ACTION ITEM
From the records below, copy the lines that include "await".

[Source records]
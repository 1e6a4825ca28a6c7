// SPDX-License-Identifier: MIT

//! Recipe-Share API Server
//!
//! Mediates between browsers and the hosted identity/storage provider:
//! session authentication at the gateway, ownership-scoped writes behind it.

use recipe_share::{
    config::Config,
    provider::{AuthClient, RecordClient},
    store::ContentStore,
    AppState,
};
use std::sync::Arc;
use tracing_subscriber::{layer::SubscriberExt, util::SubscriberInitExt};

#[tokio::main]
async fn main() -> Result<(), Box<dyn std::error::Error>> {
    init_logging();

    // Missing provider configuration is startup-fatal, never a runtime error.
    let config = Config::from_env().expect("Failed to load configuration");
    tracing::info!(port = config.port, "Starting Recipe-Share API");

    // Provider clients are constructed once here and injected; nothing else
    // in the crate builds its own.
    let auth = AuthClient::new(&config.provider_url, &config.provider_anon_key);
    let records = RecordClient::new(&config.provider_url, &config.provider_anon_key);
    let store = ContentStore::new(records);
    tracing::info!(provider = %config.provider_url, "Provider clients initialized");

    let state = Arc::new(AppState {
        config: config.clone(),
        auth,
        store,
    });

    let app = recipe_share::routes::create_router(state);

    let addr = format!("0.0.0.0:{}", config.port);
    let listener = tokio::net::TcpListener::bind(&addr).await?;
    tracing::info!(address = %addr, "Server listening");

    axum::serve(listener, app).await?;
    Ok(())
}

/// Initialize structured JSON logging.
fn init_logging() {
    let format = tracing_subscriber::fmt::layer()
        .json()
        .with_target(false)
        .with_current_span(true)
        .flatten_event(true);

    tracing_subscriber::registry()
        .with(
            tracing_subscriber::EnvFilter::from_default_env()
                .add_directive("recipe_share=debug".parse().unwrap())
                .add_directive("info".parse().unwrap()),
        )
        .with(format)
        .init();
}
...
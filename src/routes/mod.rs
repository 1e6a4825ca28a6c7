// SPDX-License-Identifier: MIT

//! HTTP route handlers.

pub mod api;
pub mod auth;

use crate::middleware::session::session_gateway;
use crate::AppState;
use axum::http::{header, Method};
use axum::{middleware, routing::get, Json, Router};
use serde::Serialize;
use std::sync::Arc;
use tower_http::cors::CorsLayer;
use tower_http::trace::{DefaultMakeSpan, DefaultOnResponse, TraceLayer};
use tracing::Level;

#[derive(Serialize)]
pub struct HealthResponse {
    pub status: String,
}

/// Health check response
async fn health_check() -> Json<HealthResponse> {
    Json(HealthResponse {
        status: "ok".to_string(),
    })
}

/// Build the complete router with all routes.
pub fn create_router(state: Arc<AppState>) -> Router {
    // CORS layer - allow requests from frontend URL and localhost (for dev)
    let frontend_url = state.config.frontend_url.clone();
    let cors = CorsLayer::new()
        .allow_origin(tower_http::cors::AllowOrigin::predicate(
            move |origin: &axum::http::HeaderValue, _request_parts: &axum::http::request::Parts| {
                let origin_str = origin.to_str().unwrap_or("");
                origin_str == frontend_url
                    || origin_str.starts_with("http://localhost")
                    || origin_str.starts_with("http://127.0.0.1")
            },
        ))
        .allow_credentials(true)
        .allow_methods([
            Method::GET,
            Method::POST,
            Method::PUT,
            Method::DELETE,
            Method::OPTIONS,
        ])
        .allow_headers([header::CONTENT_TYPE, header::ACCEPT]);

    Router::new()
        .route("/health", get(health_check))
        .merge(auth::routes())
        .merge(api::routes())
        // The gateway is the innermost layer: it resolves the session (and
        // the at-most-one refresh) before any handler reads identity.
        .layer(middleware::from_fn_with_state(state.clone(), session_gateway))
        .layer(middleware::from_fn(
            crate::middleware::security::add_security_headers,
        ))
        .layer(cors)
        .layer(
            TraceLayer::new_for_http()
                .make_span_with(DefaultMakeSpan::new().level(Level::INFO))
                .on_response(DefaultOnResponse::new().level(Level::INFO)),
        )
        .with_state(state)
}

RESPONSE
    let listener = tokio::net::TcpListener::bind(&addr).await?;
    axum::serve(listener, app).await?;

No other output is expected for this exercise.